REQUIRED WORK:
The answer must consist of every line below containing "derive".

PROVIDED RECORDS:
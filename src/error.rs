//! Unified error type for textel operations.
//!
//! Every fallible operation in the crate returns [`Error`]. The variants
//! carry enough context for a precise message; [`Error::category`] collapses
//! them onto the fixed set of user-facing categories the command protocol
//! reports, so callers never have to match on individual variants.

use std::path::PathBuf;
use thiserror::Error;

/// Convenience alias used throughout the crate.
pub type Result<T> = std::result::Result<T, Error>;

/// User-facing failure categories.
///
/// The REPL renders one banner per category. Every [`Error`] variant maps
/// onto exactly one of these.
#[derive(Debug, Clone, Copy, PartialEq, Eq, Hash)]
pub enum Category {
    /// The first token is not a recognized command name.
    Command,
    /// Wrong argument count for a recognized command.
    Syntax,
    /// A grid-dependent command was issued before any successful initialize.
    Empty,
    /// A coordinate, dimension, or paint-value token failed to decode.
    Value,
    /// A coordinate lies outside the current image extent.
    Bounds,
    /// A two-endpoint command had its first endpoint past the second.
    Interval,
    /// The save target fails the quoting/length rule.
    Filename,
    /// The persistence write failed for an environmental reason.
    File,
}

impl Category {
    /// Stable lowercase name of the category.
    pub const fn name(self) -> &'static str {
        match self {
            Self::Command => "command",
            Self::Syntax => "syntax",
            Self::Empty => "empty",
            Self::Value => "value",
            Self::Bounds => "bounds",
            Self::Interval => "interval",
            Self::Filename => "filename",
            Self::File => "file",
        }
    }
}

impl std::fmt::Display for Category {
    fn fmt(&self, f: &mut std::fmt::Formatter<'_>) -> std::fmt::Result {
        f.write_str(self.name())
    }
}

/// Main error type for textel operations.
#[derive(Debug, Error)]
pub enum Error {
    /// The first token is not a recognized command name.
    #[error("'{0}' is not a recognized command")]
    UnknownCommand(String),

    /// A recognized command received the wrong number of arguments.
    #[error("'{command}' takes {expected} argument(s), got {found}")]
    BadArity {
        /// The command letter.
        command: char,
        /// Number of arguments the command takes.
        expected: usize,
        /// Number of arguments actually supplied.
        found: usize,
    },

    /// A grid-dependent operation was attempted on an uninitialized image.
    #[error("no image has been initialized")]
    Uninitialized,

    /// A token that should be an integer did not parse as one.
    #[error("'{0}' is not a valid integer")]
    BadInteger(String),

    /// An image dimension lies outside the supported range.
    #[error("image dimension {0} is outside the supported range")]
    BadDimension(i64),

    /// A paint value is not exactly one single-column character.
    #[error("'{0}' is not a single-column character")]
    BadPaintValue(String),

    /// A user coordinate can address no cell in any image.
    #[error("coordinate {0} cannot address any image cell")]
    CoordinateOutOfRange(i64),

    /// A position lies outside the current image extent.
    #[error("position ({col}, {row}) is outside the {columns}x{rows} image")]
    OutOfBounds {
        /// Offending column index (zero-indexed).
        col: u16,
        /// Offending row index (zero-indexed).
        row: u16,
        /// Current image width.
        columns: u16,
        /// Current image height.
        rows: u16,
    },

    /// A segment or rectangle had its endpoints reversed.
    #[error("interval start {start} is greater than end {end}")]
    BadInterval {
        /// First endpoint (zero-indexed).
        start: u16,
        /// Second endpoint (zero-indexed).
        end: u16,
    },

    /// The save target fails the quoting/length rule.
    #[error("'{0}' is not a usable file name")]
    BadFilename(String),

    /// The persistence write failed.
    #[error("failed to write '{path}': {source}")]
    File {
        /// Destination that could not be written.
        path: PathBuf,
        /// Underlying I/O failure.
        #[source]
        source: std::io::Error,
    },
}

impl Error {
    /// The user-facing category this error reports as.
    pub fn category(&self) -> Category {
        match self {
            Self::UnknownCommand(_) => Category::Command,
            Self::BadArity { .. } => Category::Syntax,
            Self::Uninitialized => Category::Empty,
            Self::BadInteger(_) | Self::BadDimension(_) | Self::BadPaintValue(_) => Category::Value,
            Self::CoordinateOutOfRange(_) | Self::OutOfBounds { .. } => Category::Bounds,
            Self::BadInterval { .. } => Category::Interval,
            Self::BadFilename(_) => Category::Filename,
            Self::File { .. } => Category::File,
        }
    }
}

ANSWER BELOW:
#[derive(Debug, Clone, Copy, PartialEq, Eq, Hash)]
#[derive(Debug, Error)]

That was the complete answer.